As reformas empreendidas pelo Egipto por recomendação do Fundo Monetário Internacional ajudaram a aumentar a receita fiscal para o nível mais alto em 20 anos, disse na quinta-feira o ministro do investimento e comércio externo do país árabe.
Hassan Al-Khatib também afirmou durante um seminário local que as reformas transformaram os ativos externos líquidos negativos do Egipto num excedente de $15-20 mil milhões em 2025.
As reservas de moeda estrangeira do Egipto aumentaram para um dos níveis mais elevados, de quase $51 mil milhões no final de 2025, disse Khatib em comentários publicados pelo gabinete de informação do governo.
"As reformas, principalmente as reformas fiscais, resultaram num aumento de cerca de 35 por cento nas receitas fiscais do país no ano passado... este é o nível mais alto desde 2005", disse.
Al-Khatib disse que o fim do mercado negro no Egipto aumentou acentuadamente as remessas de egípcios no estrangeiro e que esperava um aumento adicional no próximo ano.
As remessas de egípcios no estrangeiro, principalmente na Arábia Saudita, nos EAU e noutros produtores de petróleo do Golfo, subiram para um recorde de $37 mil milhões em 2025, disse.
Essas remessas já tinham atingido um recorde de $26 mil milhões nos primeiros oito meses de 2025, contra $18 mil milhões um ano antes, disse o banco central.
O aumento ajudou a conta corrente do Egipto, com o défice a diminuir para quase $15 mil milhões no ano fiscal de 2024-2025, face aos $20,8 mil milhões no ano fiscal de 2023-2024.

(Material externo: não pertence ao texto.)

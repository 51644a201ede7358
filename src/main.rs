mod cli;
mod commands;
mod config;
mod token;
mod ui;

use anyhow::Result;
use clap::{CommandFactory, Parser};
use clap_complete::generate;
use cli::{Cli, Command};
use reconcile::{ApplyError, ErrorCategory};
use std::io;
use std::path::PathBuf;
use std::process::ExitCode;
use std::time::Duration;

/// Global context for the application
pub struct Context {
    pub quiet: bool,
    pub json: bool,
    pub file: PathBuf,
    pub base_url: String,
    pub timeout: Duration,
}

/// `plan` exit status when changes are pending
const EXIT_CHANGES: u8 = 2;

fn main() -> ExitCode {
    let cli = Cli::parse();

    // Initialize logging based on verbosity
    let log_level = match cli.verbose {
        0 => log::LevelFilter::Warn,
        1 => log::LevelFilter::Info,
        2 => log::LevelFilter::Debug,
        _ => log::LevelFilter::Trace,
    };

    env_logger::Builder::new()
        .filter_level(if cli.quiet {
            log::LevelFilter::Error
        } else {
            log_level
        })
        .format_timestamp(None)
        .init();

    match run(cli) {
        Ok(code) => code,
        Err(err) => {
            ui::error(&format!("{err:#}"));
            if let Some(category) = error_category(&err) {
                eprintln!("  {category}: {}", category.advice());
            }
            ExitCode::FAILURE
        }
    }
}

fn run(cli: Cli) -> Result<ExitCode> {
    let ctx = Context {
        quiet: cli.quiet,
        json: cli.json,
        file: cli.file,
        base_url: cli.base_url,
        timeout: Duration::from_secs(cli.timeout),
    };

    match cli.command {
        Command::Validate => commands::validate::run(&ctx)?,
        Command::Plan(args) => {
            if commands::plan::run(&ctx, &args)? {
                return Ok(ExitCode::from(EXIT_CHANGES));
            }
        }
        Command::Apply(args) => commands::apply::run(&ctx, &args)?,
        Command::Export(args) => commands::export::run(&ctx, &args)?,
        Command::Completions { shell } => {
            generate(shell, &mut Cli::command(), "tidyist", &mut io::stdout());
        }
    }
    Ok(ExitCode::SUCCESS)
}

/// Category of the first reconciliation error in the chain, if any
fn error_category(err: &anyhow::Error) -> Option<ErrorCategory> {
    err.chain().find_map(|cause| {
        cause
            .downcast_ref::<ApplyError>()
            .map(ApplyError::category)
            .or_else(|| {
                cause
                    .downcast_ref::<reconcile::Error>()
                    .map(reconcile::Error::category)
            })
    })
}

Analistas disseram no ano passado que o aumento das remessas, a segunda maior fonte de moeda estrangeira do Egipto depois das exportações, resultou de uma decisão do governo de unificar a taxa de câmbio, efetivamente acabando com o mercado negro de longa data.
Os egípcios no estrangeiro também foram encorajados por uma decisão subsequente dos bancos de aumentar as taxas de juro e por um anúncio do governo de que venderia terrenos a expatriados.
Os egípcios residentes no Kuwait, Arábia Saudita e EAU são a maior fonte de moeda estrangeira para o seu país, com as suas remessas a situarem-se em cerca de $12 mil milhões em 2023-2024, disse o banco central.